Trinidad Fieldwork

Verdant foliage of along the banks of the Lopinot river, Trinidad.

For most visitors arriving for the first time in Trinidad, their first impressions revolve around the densely forested slopes of the Northern Range hills, which dominate the island’s skyline. A world away from the bustling Eastern Main Road which lies just to the south, this north-easternmost spur of the Andes is home to a unique “natural laboratory” which has become one of the world’s foremost destinations for scientists keen to understand how animals adapt to their environment. But why do biologists choose this far-flung and exotic location to do their research? While visiting scientists are certainly not immune to Trinidad’s vibrant Caribbean charm, the story of one small fish and its natural enemies lies at the heart of the island’s enduring appeal.

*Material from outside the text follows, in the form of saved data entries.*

// Copyright 2026 the Layermix Authors
// SPDX-License-Identifier: Apache-2.0 OR MIT

use core::fmt;
use std::sync::Arc;

use parking_lot::Mutex;

use super::{Layer, LayerCore};
use crate::frame_buffer::FrameBuffer;
use crate::geometry::PixelRect;
use crate::gpu::Backend;

#[derive(Clone, Copy, Debug, Default)]
struct PopupRects {
    /// As reported; may extend past the composition.
    original: PixelRect,
    /// Shifted to lie inside the composition where possible.
    clamped: PixelRect,
}

/// A transient widget (a dropdown, say) placed in composition pixels.
///
/// The producer reports the popup's rectangle in pixels. The layer keeps
/// it inside the composition and remembers how far it had to shift it, so
/// popup-local input can be mapped back with [`xoffset`](Self::xoffset)
/// and [`yoffset`](Self::yoffset).
pub struct PopupLayer<B: Backend> {
    core: LayerCore<B>,
    frame_buffer: Arc<FrameBuffer<B>>,
    rects: Mutex<PopupRects>,
}

impl<B: Backend> PopupLayer<B> {
    /// Creates a popup drawing `frame_buffer`. Popups never take input
    /// through hit-testing; the host routes it with [`contains`](Self::contains).
    pub fn new(backend: Arc<B>, frame_buffer: Arc<FrameBuffer<B>>, flip: bool) -> Self {
        Self {
            core: LayerCore::new(backend, false, flip),
            frame_buffer,
            rects: Mutex::new(PopupRects::default()),
        }
    }

    /// The buffer the producer paints the popup into.
    pub fn frame_buffer(&self) -> &Arc<FrameBuffer<B>> {
        &self.frame_buffer
    }

    /// Places the popup at `rect` (composition pixels).
    ///
    /// The origin is moved to zero if negative, then shifted left/up so the
    /// popup ends inside the composition, then moved to zero again. A popup
    /// larger than the composition therefore sits at the origin and
    /// overhangs. Ignored while detached or while the composition has no
    /// area.
    pub fn set_bounds(&self, rect: PixelRect) {
        let Some(composition) = self.core.composition() else {
            return;
        };
        let (width, height) = (composition.width(), composition.height());
        let (Ok(outer_w), Ok(outer_h)) = (i32::try_from(width), i32::try_from(height)) else {
            return;
        };
        if outer_w == 0 || outer_h == 0 {
            return;
        }

        let mut clamped = rect;
        clamped.x = clamped.x.max(0);
        clamped.y = clamped.y.max(0);
        if clamped.x.saturating_add(clamped.width) > outer_w {
            clamped.x = outer_w.saturating_sub(clamped.width);
        }
        if clamped.y.saturating_add(clamped.height) > outer_h {
            clamped.y = outer_h.saturating_sub(clamped.height);
        }
        clamped.x = clamped.x.max(0);
        clamped.y = clamped.y.max(0);

        *self.rects.lock() = PopupRects {
            original: rect,
            clamped,
        };
        tracing::debug!(?rect, ?clamped, "popup placed");

        if let Some(bounds) = clamped.normalized(width, height) {
            self.core.move_to(bounds);
        }
    }

    /// The rectangle as last reported.
    pub fn original_bounds(&self) -> PixelRect {
        self.rects.lock().original
    }

    /// The rectangle actually displayed, in composition pixels.
    pub fn pixel_bounds(&self) -> PixelRect {
        self.rects.lock().clamped
    }

    /// Horizontal shift applied by clamping (`original.x - clamped.x`).
    pub fn xoffset(&self) -> i32 {
        let rects = self.rects.lock();
        rects.original.x.saturating_sub(rects.clamped.x)
    }

    /// Vertical shift applied by clamping (`original.y - clamped.y`).
    pub fn yoffset(&self) -> i32 {
        let rects = self.rects.lock();
        rects.original.y.saturating_sub(rects.clamped.y)
    }

    /// Whether composition pixel `(x, y)` is over the displayed popup.
    pub fn contains(&self, x: i32, y: i32) -> bool {
        self.rects.lock().clamped.contains(x, y)
    }
}

impl<B: Backend> Layer<B> for PopupLayer<B> {
    fn core(&self) -> &LayerCore<B> {
        &self.core
    }

    fn render(&self, ctx: &mut B::Context) {
        let texture = self.frame_buffer.swap(ctx);
        self.core.render_texture(ctx, texture.as_deref());
    }
}

impl<B: Backend> fmt::Debug for PopupLayer<B> {
    fn fmt(&self, f: &mut fmt::Formatter<'_>) -> fmt::Result {
        let rects = *self.rects.lock();
        f.debug_struct("PopupLayer")
            .field("core", &self.core)
            .field("original", &rects.original)
            .field("clamped", &rects.clamped)
            .finish_non_exhaustive()
    }
}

The Northern Range is drained by fast-flowing streams, which tumble down from rainforest-covered peaks into verdant valleys strewn with with old overgrown cocoa and coffee plantations. Mini-rapids and waterfalls are an important feature of the landscape, acting as barriers which prevent larger predatory fish from moving upriver. For smaller prey fish, such as the ubiquitous Trinidadian guppy (Poecilia reticulata), this creates two distinct habitats: safe, upstream zones almost devoid of predators, which lie tantalisingly out of reach of the dangerous high-predation environments situated just downstream.

Populations of guppies living in these different habitats have evolved dramatic differences in many aspects of their appearance and life history. For example, male guppies originating from high-predation habitats are smaller and less brightly coloured than their low-predation counterparts. Most obviously, they lack the vivid markings and vibrant spot patterns which play a role in attracting mates, but also make them more visible to predators. The threat posed by predators therefore favours male guppies with relatively inconspicuous colouration. Interestingly, guppies which co-occur with a diverse community of predators also reach maturity earlier and at a smaller size, and produce more, smaller offspring than fish from low-predation sites. These striking differences in life history evolve rapidly; guppies transferred from one environment to the other adapt to their new surroundings at rates up to seven times those inferred from the fossil record.

Pike cichlids (Crenicichla frenata) are one of the most voracious guppy predators found in Trinidad’s rivers and streams. My recent fieldwork in Trinidad mainly focused on these slender, torpedo-like fish, which can attack with a devastating burst of speed. 

Predation has also long been recognised as one of the major forces driving the evolution of group-living in animals. In larger groups, approaching threats can be detected more rapidly and the presence of multiple moving targets can help to confuse an attacking predator. Remaining within a shoal also dilutes the risk of being attacked, improving the chances of survival for each individual fish. It’s no surprise then, that guppies originating from high- and low-predation environments differ in their group behaviour, with high-predation fish forming tighter, more cohesive shoals. Recent research has shown that the evolutionary history of exposure to predators shapes the fine-scale social interactions which collectively determine the properties of the shoal, and also influences the dynamics of group decision-making when shoals explore their surroundings.

Blue acara (Aequidens pulcher) – another predatory cichlid found in Trinidad’s streams.

Of course, the attractively simple story of high- and low-predation habitats probably disguises a much more complex picture. Guppies tend to reach higher densities in low-predation environments, and the more nuanced, indirect effects of predation on prey – such as reduced competition and increased resource availability – may play an important role in the evolution of guppy life histories and behaviour. Instead of the stark divide often highlighted between high- and low-predation habitats, there is also increasing evidence for a gradual continuum in predation risk in some rivers. The intensity of predation at a particular site might fluctuate through time, potentially favouring the coexistence of multiple behavioural strategies in prey. Despite decades of scientific effort, there is still much to learn, and little is currently known about the behaviour of the predators which exert such an influence on guppy biology – the subject of a large part of my PhD research!

Further reading:

Magurran, AE. 2005. Evolutionary Ecology: The Trinidadian Guppy. Oxford Series in Ecology and Evolution.

Herbert-Read, JE, et al. 2017. How predation shapes the social interaction rules of shoaling fish. Proc. R. Soc. B 284 20171126; DOI: 10.1098/rspb.2017.1126.

Ioannou, CCI, et al. 2017. High-predation habitats affect the social dynamics of collective exploration in a shoaling fish. Science Advances 3, e1602682.

Deacon, AE, et al. 2018. Gradients in predation risk in a tropical river system. Current Zoology 64, 213-221.

Barbosa, M, et al. 2018. Individual variation in reproductive behaviour is linked to temporal heterogeneity in predation risk. Proc. R. Soc. B 285 20171499; DOI: 10.1098/rspb.2017.1499.